◆ WHAT IS BEING ASKED: Starting at the line with "repository 54468166e2ee673b" and going on through the line with "object, field, field_type)", reproduce each line in the records below exactly and nothing more.

◆ RECORDS FOR PROCESSING:
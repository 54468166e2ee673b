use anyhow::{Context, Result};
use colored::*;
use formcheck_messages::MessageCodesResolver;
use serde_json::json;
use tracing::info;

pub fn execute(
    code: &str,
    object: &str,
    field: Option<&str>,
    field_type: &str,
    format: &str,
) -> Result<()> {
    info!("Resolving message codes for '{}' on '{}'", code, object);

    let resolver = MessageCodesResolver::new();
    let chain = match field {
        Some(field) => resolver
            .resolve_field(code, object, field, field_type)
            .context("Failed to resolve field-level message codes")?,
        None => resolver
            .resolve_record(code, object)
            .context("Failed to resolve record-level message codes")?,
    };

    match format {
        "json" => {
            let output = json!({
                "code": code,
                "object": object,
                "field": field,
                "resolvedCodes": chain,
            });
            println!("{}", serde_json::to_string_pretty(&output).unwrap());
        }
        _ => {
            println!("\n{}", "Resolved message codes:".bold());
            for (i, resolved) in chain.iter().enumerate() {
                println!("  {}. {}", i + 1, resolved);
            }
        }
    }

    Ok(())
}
==
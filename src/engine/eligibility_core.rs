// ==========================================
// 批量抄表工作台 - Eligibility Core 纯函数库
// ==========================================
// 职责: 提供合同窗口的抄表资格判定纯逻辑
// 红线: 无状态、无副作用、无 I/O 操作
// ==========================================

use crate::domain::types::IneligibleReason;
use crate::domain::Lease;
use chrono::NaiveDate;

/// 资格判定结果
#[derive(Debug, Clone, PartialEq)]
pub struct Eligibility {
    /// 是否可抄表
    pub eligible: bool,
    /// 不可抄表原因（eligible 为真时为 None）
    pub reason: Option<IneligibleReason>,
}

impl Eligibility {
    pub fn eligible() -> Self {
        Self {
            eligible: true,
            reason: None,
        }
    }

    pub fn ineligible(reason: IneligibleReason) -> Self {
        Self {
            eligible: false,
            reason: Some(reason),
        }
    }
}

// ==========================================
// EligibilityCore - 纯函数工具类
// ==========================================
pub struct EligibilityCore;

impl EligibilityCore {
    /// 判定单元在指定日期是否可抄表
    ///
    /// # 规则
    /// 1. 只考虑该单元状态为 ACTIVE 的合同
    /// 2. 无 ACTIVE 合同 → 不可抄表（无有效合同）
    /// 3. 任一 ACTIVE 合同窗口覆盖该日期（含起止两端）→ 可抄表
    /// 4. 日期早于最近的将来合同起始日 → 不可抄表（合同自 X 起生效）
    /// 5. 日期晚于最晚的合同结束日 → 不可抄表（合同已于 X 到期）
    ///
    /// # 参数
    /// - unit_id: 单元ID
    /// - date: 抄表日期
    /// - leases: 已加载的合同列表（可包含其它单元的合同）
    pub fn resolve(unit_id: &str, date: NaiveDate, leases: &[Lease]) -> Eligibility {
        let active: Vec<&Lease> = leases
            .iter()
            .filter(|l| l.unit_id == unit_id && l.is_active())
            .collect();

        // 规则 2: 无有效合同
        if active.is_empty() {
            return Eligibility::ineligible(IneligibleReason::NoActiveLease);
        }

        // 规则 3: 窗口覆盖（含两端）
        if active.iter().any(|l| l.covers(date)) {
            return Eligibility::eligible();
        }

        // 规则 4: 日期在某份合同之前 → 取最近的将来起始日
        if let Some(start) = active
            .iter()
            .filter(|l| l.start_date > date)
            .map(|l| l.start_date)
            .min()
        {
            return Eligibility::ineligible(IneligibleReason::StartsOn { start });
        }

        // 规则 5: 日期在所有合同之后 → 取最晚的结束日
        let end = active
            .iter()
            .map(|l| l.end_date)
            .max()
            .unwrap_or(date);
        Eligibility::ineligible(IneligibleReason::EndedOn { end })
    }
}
--
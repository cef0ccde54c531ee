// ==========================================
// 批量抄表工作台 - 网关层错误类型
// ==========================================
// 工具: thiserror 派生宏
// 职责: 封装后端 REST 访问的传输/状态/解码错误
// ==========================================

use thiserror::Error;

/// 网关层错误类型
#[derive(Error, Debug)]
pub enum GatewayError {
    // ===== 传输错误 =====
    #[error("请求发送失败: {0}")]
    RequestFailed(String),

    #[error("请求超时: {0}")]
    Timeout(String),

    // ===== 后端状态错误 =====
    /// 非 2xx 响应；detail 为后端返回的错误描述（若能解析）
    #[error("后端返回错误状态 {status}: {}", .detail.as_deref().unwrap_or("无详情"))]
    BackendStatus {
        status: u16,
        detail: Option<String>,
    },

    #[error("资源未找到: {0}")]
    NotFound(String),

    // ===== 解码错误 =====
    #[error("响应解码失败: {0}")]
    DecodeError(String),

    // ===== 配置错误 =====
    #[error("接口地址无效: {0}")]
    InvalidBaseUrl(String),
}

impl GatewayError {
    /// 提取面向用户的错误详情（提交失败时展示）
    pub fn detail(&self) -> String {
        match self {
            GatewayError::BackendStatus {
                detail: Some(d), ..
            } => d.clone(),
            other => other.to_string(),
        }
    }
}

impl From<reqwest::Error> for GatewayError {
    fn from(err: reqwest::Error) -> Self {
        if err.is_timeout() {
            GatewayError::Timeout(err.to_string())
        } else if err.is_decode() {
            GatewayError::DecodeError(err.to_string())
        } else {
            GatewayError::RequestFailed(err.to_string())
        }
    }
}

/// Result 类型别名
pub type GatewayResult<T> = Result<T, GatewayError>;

◆ RESPONSE AREA:
repository 54468166e2ee673b
use anyhow::{Context, Result};
use colored::*;
use formcheck_messages::MessageCodesResolver;
use serde_json::json;
use tracing::info;

pub fn execute(
    code: &str,
    object: &str,
    field: Option<&str>,
    field_type: &str,
    format: &str,
) -> Result<()> {
    info!("Resolving message codes for '{}' on '{}'", code, object);

    let resolver = MessageCodesResolver::new();
    let chain = match field {
        Some(field) => resolver
            .resolve_field(code, object, field, field_type)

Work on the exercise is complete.